■ Exercise: Extract all lines from the data beneath that include the word "resample".

■ Records shown:

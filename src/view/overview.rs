use crate::config::DashboardConfig;
use crate::data::kpi::{self, DRILLING_DEPTH, GAMMA_RAY, Kpi, OIL_PRODUCTION, ROP};
use crate::data::loader::PRODUCTION_DATE;
use crate::data::model::{DataKind, Table};
use crate::data::resample::{Aggregator, Frequency, resample};
use crate::data::stats::{describe, histogram};
use crate::error::DashResult;
use crate::state::Session;

use super::{Axis, Block, ChartSpec, Notice, Section, Series, SeriesStyle, TableView, time_x};

pub struct OverviewView {
    pub kpis: [Kpi; 4],
    /// Well log, production and drilling summary tabs.
    pub tabs: [Section; 3],
}

pub fn build(session: &Session, config: &DashboardConfig) -> OverviewView {
    let well_log = session.table(DataKind::WellLog);
    let production = session.table(DataKind::Production);
    let drilling = session.table(DataKind::Drilling);

    OverviewView {
        kpis: kpi::overview_kpis(well_log, production, drilling),
        tabs: [
            well_log_tab(well_log, config),
            production_tab(production),
            drilling_tab(drilling),
        ],
    }
}

fn no_data(kind: DataKind, page: &str) -> Notice {
    Notice::info(format!(
        "No {kind} data available. Please upload data on the {page} page."
    ))
}

fn well_log_tab(table: Option<&Table>, config: &DashboardConfig) -> Section {
    let mut section = Section::new("Well Log Summary");
    let Some(table) = table else {
        section.notice(no_data(DataKind::WellLog, "Well Log Analysis"));
        return section;
    };
    section.push(Block::Table(TableView::describe(&describe(table))));
    // The gamma-ray histogram only appears for logs that record GR.
    if let Some(gr) = table.numeric(GAMMA_RAY) {
        let bins = histogram(gr, config.histogram_bins);
        let width = bins.first().map(|b| b.hi - b.lo).unwrap_or(1.0);
        let points = bins
            .iter()
            .map(|b| [(b.lo + b.hi) / 2.0, b.count as f64])
            .collect();
        section.push(Block::Chart(
            ChartSpec::new(
                "overview_gr_hist",
                "Gamma Ray Distribution",
                Axis::linear(GAMMA_RAY),
                Axis::linear("count"),
            )
            .with_series(Series::new(GAMMA_RAY, SeriesStyle::Bars { width }, points)),
        ));
    }
    section
}

/// Oil production summed across wells per date, then per calendar month.
pub fn monthly_oil(table: &Table) -> DashResult<Table> {
    table.require_numeric(OIL_PRODUCTION, "production")?;
    resample(table, PRODUCTION_DATE, &[], Frequency::Monthly, Aggregator::Sum)
}

fn production_tab(table: Option<&Table>) -> Section {
    let mut section = Section::new("Production Summary");
    let Some(table) = table else {
        section.notice(no_data(DataKind::Production, "Production Analysis"));
        return section;
    };
    match monthly_oil(table) {
        Ok(monthly) => {
            let dates = monthly.datetime(PRODUCTION_DATE);
            let (Some(dates), Some(oil)) = (dates, monthly.numeric(OIL_PRODUCTION)) else {
                return section;
            };
            let x: Vec<f64> = dates.iter().map(|d| d.as_ref().map_or(f64::NAN, time_x)).collect();
            section.push(Block::Chart(
                ChartSpec::new(
                    "overview_monthly_oil",
                    "Monthly Oil Production",
                    Axis::time(PRODUCTION_DATE),
                    Axis::linear(OIL_PRODUCTION),
                )
                .with_series(Series::from_xy(OIL_PRODUCTION, SeriesStyle::Line, &x, oil)),
            ));
        }
        Err(e) => section.notice(e),
    }
    section
}

fn drilling_tab(table: Option<&Table>) -> Section {
    let mut section = Section::new("Drilling Summary");
    let Some(table) = table else {
        section.notice(no_data(DataKind::Drilling, "Drilling KPIs"));
        return section;
    };
    let columns = table
        .require_numeric(ROP, "drilling")
        .and_then(|rop| Ok((rop, table.require_numeric(DRILLING_DEPTH, "drilling")?)));
    match columns {
        Ok((rop, depth)) => section.push(Block::Chart(
            ChartSpec::new(
                "overview_rop_depth",
                "ROP vs Depth",
                Axis::linear(ROP),
                Axis::depth(DRILLING_DEPTH),
            )
            .with_series(Series::from_xy(ROP, SeriesStyle::Markers, rop, depth)),
        )),
        Err(e) => section.notice(e),
    }
    section
}

#[cfg(test)]
mod tests {
    use std::sync::Arc;

    use chrono::NaiveDate;

    use super::*;
    use crate::data::kpi::WELL_ID;
    use crate::data::las::DEPTH;
    use crate::data::model::{Column, Dataset};
    use crate::view::Severity;

    fn dataset(kind: DataKind, table: Table) -> Arc<Dataset> {
        Arc::new(Dataset {
            kind,
            source_name: "test".into(),
            table,
            well_header: Vec::new(),
        })
    }

    #[test]
    fn empty_session_shows_placeholders() {
        let view = build(&Session::default(), &DashboardConfig::default());
        assert!(view.kpis.iter().all(|k| !k.is_available()));
        for tab in &view.tabs {
            let notices: Vec<_> = tab.notices().collect();
            assert_eq!(notices.len(), 1);
            assert_eq!(notices[0].severity, Severity::Info);
        }
    }

    #[test]
    fn tabs_build_from_loaded_tables() {
        let mut session = Session::default();
        session.set_well_log(dataset(
            DataKind::WellLog,
            Table::new(vec![
                Column::numeric(DEPTH, vec![100.0, 101.0, 102.0]),
                Column::numeric(GAMMA_RAY, vec![40.0, 80.0, 120.0]),
            ])
            .unwrap(),
        ));
        let day = |m, d| NaiveDate::from_ymd_opt(2024, m, d).unwrap().and_hms_opt(0, 0, 0);
        session.set_production(dataset(
            DataKind::Production,
            Table::new(vec![
                Column::datetime(PRODUCTION_DATE, vec![day(1, 1), day(1, 1), day(2, 1)]),
                Column::text(
                    WELL_ID,
                    vec![Some("W1".into()), Some("W2".into()), Some("W1".into())],
                ),
                Column::numeric(OIL_PRODUCTION, vec![10.0, 20.0, 5.0]),
            ])
            .unwrap(),
        ));
        session.set_drilling(dataset(
            DataKind::Drilling,
            Table::new(vec![
                Column::numeric(DRILLING_DEPTH, vec![1000.0, 1010.0]),
                Column::numeric(ROP, vec![12.0, 14.0]),
            ])
            .unwrap(),
        ));

        let view = build(&session, &DashboardConfig::default());
        assert!(view.kpis.iter().all(Kpi::is_available));
        assert_eq!(view.kpis[3].display_value(), "2");

        let hist = view.tabs[0].charts().next().unwrap();
        assert_eq!(hist.series[0].points.iter().map(|p| p[1]).sum::<f64>(), 3.0);

        let monthly = view.tabs[1].charts().next().unwrap();
        let ys: Vec<f64> = monthly.series[0].points.iter().map(|p| p[1]).collect();
        assert_eq!(ys, vec![30.0, 5.0]);

        let scatter = view.tabs[2].charts().next().unwrap();
        assert!(scatter.y.inverted());
        assert_eq!(scatter.point_count(), 2);
    }

    #[test]
    fn production_without_date_reports_missing_column() {
        let mut session = Session::default();
        session.set_production(dataset(
            DataKind::Production,
            Table::new(vec![Column::numeric(OIL_PRODUCTION, vec![1.0, 2.0])]).unwrap(),
        ));
        let view = build(&session, &DashboardConfig::default());
        // The KPI still computes; only the date-based chart is blocked.
        assert!(view.kpis[1].is_available());
        let notice = view.tabs[1].notices().next().unwrap();
        assert_eq!(notice.severity, Severity::Warning);
        assert!(notice.message.contains("'Date'"));
    }
}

■ Expected answer:
use crate::data::resample::{Aggregator, Frequency, resample};
    resample(table, PRODUCTION_DATE, &[], Frequency::Monthly, Aggregator::Sum)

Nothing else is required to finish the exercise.